The listing should be returned in its entirety, exactly as given.

____________

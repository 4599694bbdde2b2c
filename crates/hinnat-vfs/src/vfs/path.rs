//! Virtual path normalization and classification.
//!
//! Client paths are normalized lexically: `""` and `"."` become `/`, a
//! missing leading slash is added, empty and `.` segments are dropped and
//! `..` pops a segment (never above `/`). Classification then looks only at
//! the first segment.

use std::fmt;

use crate::constants::{INCOMING_DIR, PRICELIST_DIR};

/// Top-level region of the exposed namespace.
#[derive(Debug, Clone, Copy, PartialEq, Eq, Hash)]
pub enum Area {
    /// `/` itself.
    Root,
    /// `/in`.
    Incoming,
    /// `/Hinnat`.
    Pricelist,
}

impl Area {
    /// The directory name as it appears in a root listing.
    pub fn dir_name(&self) -> &'static str {
        match self {
            Area::Root => "/",
            Area::Incoming => INCOMING_DIR,
            Area::Pricelist => PRICELIST_DIR,
        }
    }
}

/// A normalized client-visible path.
#[derive(Debug, Clone, PartialEq, Eq, Hash)]
pub struct VirtualPath {
    normalized: String,
}

impl VirtualPath {
    /// Normalize a raw client path.
    pub fn new(raw: &str) -> Self {
        let mut segments: Vec<&str> = Vec::new();
        for segment in raw.split('/') {
            match segment {
                "" | "." => {}
                ".." => {
                    segments.pop();
                }
                s => segments.push(s),
            }
        }

        let mut normalized = String::with_capacity(raw.len() + 1);
        for segment in &segments {
            normalized.push('/');
            normalized.push_str(segment);
        }
        if normalized.is_empty() {
            normalized.push('/');
        }
        Self { normalized }
    }

    pub fn as_str(&self) -> &str {
        &self.normalized
    }

    fn segments(&self) -> impl Iterator<Item = &str> {
        self.normalized.split('/').filter(|s| !s.is_empty())
    }

    /// The area this path falls under, or `None` when it is outside the
    /// whitelisted namespace.
    pub fn area(&self) -> Option<Area> {
        match self.segments().next() {
            None => Some(Area::Root),
            Some(INCOMING_DIR) => Some(Area::Incoming),
            Some(PRICELIST_DIR) => Some(Area::Pricelist),
            Some(_) => None,
        }
    }

    /// True for `/`, `/in` and `/Hinnat` themselves.
    pub fn is_area_root(&self) -> bool {
        self.area().is_some() && self.segments().count() <= 1
    }

    /// Path below the area directory, without a leading slash.
    ///
    /// `/Hinnat/a/b` gives `a/b`; `/Hinnat` gives the empty string.
    pub fn within_area(&self) -> &str {
        let trimmed = self.normalized.trim_start_matches('/');
        match trimmed.split_once('/') {
            Some((_, rest)) => rest,
            None => "",
        }
    }

    /// Number of segments below the area directory.
    pub fn depth_in_area(&self) -> usize {
        self.segments().count().saturating_sub(1)
    }

    /// Final path segment, `None` for `/`.
    pub fn file_name(&self) -> Option<&str> {
        self.segments().last()
    }
}

impl fmt::Display for VirtualPath {
    fn fmt(&self, f: &mut fmt::Formatter<'_>) -> fmt::Result {
        f.write_str(&self.normalized)
    }
}

impl From<&str> for VirtualPath {
    fn from(raw: &str) -> Self {
        Self::new(raw)
    }
}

____________

### Answer below
repository 4599694bbdde2b2c
filename crates/hinnat-vfs/src/vfs/path.rs
//! Virtual path normalization and classification.
//!
//! Client paths are normalized lexically: `""` and `"."` become `/`, a
//! missing leading slash is added, empty and `.` segments are dropped and
//! `..` pops a segment (never above `/`). Classification then looks only at
//! the first segment.

use std::fmt;

use crate::constants::{INCOMING_DIR, PRICELIST_DIR};

/// Top-level region of the exposed namespace.
#[derive(Debug, Clone, Copy, PartialEq, Eq, Hash)]
pub enum Area {
    /// `/` itself.
    Root,
    /// `/in`.
    Incoming,
    /// `/Hinnat`.
    Pricelist,
}

impl Area {
    /// The directory name as it appears in a root listing.
    pub fn dir_name(&self) -> &'static str {
        match self {
            Area::Root => "/",
            Area::Incoming => INCOMING_DIR,
            Area::Pricelist => PRICELIST_DIR,
        }
    }
}

/// A normalized client-visible path.
#[derive(Debug, Clone, PartialEq, Eq, Hash)]
pub struct VirtualPath {
    normalized: String,
}

impl VirtualPath {
    /// Normalize a raw client path.
    pub fn new(raw: &str) -> Self {
        let mut segments: Vec<&str> = Vec::new();
        for segment in raw.split('/') {
            match segment {
                "" | "." => {}
                ".." => {
                    segments.pop();
                }
                s => segments.push(s),
            }
        }

        let mut normalized = String::with_capacity(raw.len() + 1);
        for segment in &segments {
            normalized.push('/');
            normalized.push_str(segment);
        }
        if normalized.is_empty() {
            normalized.push('/');
        }
        Self { normalized }
    }

    pub fn as_str(&self) -> &str {
        &self.normalized
    }

    fn segments(&self) -> impl Iterator<Item = &str> {
        self.normalized.split('/').filter(|s| !s.is_empty())
    }

    /// The area this path falls under, or `None` when it is outside the
    /// whitelisted namespace.
    pub fn area(&self) -> Option<Area> {
        match self.segments().next() {
            None => Some(Area::Root),
            Some(INCOMING_DIR) => Some(Area::Incoming),
            Some(PRICELIST_DIR) => Some(Area::Pricelist),
            Some(_) => None,
        }
    }

    /// True for `/`, `/in` and `/Hinnat` themselves.
    pub fn is_area_root(&self) -> bool {
        self.area().is_some() && self.segments().count() <= 1
    }

    /// Path below the area directory, without a leading slash.
    ///
    /// `/Hinnat/a/b` gives `a/b`; `/Hinnat` gives the empty string.
    pub fn within_area(&self) -> &str {
        let trimmed = self.normalized.trim_start_matches('/');
        match trimmed.split_once('/') {
            Some((_, rest)) => rest,
            None => "",
        }
    }

    /// Number of segments below the area directory.
    pub fn depth_in_area(&self) -> usize {
        self.segments().count().saturating_sub(1)
    }

    /// Final path segment, `None` for `/`.
    pub fn file_name(&self) -> Option<&str> {
        self.segments().last()
    }
}

impl fmt::Display for VirtualPath {
    fn fmt(&self, f: &mut fmt::Formatter<'_>) -> fmt::Result {
        f.write_str(&self.normalized)
    }
}

impl From<&str> for VirtualPath {
    fn from(raw: &str) -> Self {
        Self::new(raw)
    }
}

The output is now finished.